Saved entries:

═══

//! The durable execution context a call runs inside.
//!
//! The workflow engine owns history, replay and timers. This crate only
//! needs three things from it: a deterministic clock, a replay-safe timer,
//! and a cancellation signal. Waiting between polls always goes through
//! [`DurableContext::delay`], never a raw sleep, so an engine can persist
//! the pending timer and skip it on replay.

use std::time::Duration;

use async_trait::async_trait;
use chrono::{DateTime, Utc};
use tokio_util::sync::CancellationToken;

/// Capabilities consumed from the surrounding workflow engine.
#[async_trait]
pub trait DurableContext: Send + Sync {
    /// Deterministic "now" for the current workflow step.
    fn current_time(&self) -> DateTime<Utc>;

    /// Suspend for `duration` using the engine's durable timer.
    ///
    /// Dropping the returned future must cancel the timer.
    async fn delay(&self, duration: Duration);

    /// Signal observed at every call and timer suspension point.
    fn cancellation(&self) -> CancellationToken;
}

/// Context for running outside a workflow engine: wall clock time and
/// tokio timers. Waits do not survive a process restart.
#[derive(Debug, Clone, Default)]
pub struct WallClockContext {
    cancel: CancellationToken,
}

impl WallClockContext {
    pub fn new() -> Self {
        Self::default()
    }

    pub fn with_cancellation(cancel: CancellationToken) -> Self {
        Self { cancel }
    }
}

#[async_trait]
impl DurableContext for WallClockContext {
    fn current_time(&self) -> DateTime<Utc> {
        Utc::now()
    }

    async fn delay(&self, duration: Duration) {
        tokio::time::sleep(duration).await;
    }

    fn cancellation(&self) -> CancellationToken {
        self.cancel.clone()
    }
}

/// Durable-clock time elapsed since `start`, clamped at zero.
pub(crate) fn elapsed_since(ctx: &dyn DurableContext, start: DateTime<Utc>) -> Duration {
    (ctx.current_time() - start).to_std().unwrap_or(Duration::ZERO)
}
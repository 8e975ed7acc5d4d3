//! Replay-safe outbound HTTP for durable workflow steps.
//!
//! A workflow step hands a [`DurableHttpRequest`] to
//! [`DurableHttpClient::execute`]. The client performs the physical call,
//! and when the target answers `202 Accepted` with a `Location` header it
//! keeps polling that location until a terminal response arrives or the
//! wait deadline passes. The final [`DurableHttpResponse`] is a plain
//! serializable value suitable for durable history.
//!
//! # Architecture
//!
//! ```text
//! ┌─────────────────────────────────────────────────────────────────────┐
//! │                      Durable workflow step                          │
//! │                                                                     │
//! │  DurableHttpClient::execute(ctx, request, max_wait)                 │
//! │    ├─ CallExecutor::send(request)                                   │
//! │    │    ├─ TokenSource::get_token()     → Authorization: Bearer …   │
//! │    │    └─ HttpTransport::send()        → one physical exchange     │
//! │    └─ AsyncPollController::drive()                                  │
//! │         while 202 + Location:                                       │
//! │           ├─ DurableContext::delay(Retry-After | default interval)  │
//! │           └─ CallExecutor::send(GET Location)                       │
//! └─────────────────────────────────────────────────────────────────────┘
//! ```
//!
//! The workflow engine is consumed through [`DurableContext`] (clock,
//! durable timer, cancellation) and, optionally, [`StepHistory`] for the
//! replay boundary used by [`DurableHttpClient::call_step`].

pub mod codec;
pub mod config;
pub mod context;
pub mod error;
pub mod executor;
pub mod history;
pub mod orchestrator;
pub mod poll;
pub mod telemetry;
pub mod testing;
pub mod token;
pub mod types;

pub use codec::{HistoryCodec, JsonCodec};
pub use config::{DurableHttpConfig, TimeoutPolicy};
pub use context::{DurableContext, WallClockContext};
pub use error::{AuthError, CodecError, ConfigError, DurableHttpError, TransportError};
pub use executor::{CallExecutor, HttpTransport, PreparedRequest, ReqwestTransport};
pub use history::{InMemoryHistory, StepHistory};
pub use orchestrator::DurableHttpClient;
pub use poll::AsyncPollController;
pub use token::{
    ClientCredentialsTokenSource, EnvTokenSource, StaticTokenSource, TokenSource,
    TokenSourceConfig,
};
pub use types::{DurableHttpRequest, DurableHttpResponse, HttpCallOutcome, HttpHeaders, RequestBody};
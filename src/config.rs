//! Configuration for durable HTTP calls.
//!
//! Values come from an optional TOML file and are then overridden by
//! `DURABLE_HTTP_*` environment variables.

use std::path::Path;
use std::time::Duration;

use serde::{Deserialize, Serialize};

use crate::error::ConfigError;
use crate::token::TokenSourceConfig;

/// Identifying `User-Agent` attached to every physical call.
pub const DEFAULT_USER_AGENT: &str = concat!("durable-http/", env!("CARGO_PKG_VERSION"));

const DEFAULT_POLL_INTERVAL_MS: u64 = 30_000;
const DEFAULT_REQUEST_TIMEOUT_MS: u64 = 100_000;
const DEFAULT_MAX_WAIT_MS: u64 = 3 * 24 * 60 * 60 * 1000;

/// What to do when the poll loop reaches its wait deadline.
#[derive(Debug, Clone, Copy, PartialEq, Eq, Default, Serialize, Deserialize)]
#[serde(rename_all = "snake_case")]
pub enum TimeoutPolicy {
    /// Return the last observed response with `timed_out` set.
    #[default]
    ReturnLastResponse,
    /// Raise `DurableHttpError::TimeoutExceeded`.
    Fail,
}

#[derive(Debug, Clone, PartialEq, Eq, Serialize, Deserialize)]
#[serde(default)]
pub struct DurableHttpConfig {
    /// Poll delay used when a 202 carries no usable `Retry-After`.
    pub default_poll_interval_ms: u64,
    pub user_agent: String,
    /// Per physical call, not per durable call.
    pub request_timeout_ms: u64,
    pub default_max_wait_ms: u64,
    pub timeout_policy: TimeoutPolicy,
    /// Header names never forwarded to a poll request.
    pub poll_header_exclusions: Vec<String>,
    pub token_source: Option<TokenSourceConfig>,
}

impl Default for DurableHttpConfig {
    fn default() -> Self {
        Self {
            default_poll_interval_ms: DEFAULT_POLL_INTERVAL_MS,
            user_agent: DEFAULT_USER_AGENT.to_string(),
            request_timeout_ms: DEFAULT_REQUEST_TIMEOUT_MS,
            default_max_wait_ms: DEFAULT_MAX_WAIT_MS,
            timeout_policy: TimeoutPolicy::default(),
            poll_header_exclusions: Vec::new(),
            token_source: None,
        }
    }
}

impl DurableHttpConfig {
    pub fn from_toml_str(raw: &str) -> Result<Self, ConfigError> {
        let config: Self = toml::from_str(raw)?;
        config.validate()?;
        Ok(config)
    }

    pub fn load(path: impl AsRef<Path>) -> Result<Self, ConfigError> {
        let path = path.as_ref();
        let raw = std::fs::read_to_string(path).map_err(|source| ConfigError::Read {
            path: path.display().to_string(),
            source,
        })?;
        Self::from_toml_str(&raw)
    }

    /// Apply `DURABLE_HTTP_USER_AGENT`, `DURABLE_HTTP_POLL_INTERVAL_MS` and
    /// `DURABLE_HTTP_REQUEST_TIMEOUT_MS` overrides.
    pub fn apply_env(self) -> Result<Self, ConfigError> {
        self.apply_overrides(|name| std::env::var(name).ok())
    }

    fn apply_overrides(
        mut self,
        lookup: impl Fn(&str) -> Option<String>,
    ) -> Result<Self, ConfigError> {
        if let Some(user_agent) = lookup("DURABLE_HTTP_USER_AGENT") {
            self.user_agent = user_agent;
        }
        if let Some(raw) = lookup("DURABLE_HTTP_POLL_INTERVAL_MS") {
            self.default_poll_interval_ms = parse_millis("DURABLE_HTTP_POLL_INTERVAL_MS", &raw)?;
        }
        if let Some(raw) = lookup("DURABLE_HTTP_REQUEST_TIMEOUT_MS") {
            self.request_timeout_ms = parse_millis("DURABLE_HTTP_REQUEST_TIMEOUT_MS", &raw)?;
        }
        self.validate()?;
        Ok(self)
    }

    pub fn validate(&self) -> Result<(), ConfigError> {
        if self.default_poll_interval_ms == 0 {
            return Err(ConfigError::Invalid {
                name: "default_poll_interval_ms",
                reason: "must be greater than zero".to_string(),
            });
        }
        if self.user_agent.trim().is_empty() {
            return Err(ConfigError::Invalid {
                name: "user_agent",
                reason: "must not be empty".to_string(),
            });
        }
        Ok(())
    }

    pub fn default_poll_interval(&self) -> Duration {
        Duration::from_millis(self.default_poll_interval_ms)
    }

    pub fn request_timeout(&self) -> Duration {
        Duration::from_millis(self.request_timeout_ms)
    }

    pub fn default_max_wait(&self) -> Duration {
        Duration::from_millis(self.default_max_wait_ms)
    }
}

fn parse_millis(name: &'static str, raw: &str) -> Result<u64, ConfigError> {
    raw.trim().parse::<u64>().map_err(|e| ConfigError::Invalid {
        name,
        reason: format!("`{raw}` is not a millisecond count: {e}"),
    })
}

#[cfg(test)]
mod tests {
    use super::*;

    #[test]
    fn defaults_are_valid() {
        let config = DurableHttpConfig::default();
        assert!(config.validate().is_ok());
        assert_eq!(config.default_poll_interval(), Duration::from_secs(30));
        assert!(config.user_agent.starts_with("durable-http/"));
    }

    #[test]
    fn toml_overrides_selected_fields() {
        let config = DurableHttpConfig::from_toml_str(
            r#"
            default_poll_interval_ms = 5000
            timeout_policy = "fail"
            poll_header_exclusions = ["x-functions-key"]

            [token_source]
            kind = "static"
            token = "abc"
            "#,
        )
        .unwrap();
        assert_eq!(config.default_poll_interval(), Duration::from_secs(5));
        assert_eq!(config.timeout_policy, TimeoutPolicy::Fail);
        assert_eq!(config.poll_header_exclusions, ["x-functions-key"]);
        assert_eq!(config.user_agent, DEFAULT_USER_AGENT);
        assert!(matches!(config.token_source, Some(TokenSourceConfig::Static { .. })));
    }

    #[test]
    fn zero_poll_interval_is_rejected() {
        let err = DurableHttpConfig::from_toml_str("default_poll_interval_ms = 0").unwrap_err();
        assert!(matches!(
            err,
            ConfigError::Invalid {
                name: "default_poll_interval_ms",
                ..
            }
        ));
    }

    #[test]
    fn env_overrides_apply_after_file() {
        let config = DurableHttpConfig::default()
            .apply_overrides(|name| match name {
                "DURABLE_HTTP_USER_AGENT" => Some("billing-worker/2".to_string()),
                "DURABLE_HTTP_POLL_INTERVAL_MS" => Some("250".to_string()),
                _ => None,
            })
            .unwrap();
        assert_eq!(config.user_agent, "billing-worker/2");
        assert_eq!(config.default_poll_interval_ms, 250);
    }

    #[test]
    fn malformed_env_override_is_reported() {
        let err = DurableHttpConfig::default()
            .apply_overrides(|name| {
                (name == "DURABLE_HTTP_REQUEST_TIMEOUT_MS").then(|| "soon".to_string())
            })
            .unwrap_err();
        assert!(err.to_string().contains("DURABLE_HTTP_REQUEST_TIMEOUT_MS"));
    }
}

═══

Directions for this task: Go over the entries above and tally the lines holding "never"; please answer with the number alone.

Written answer: 2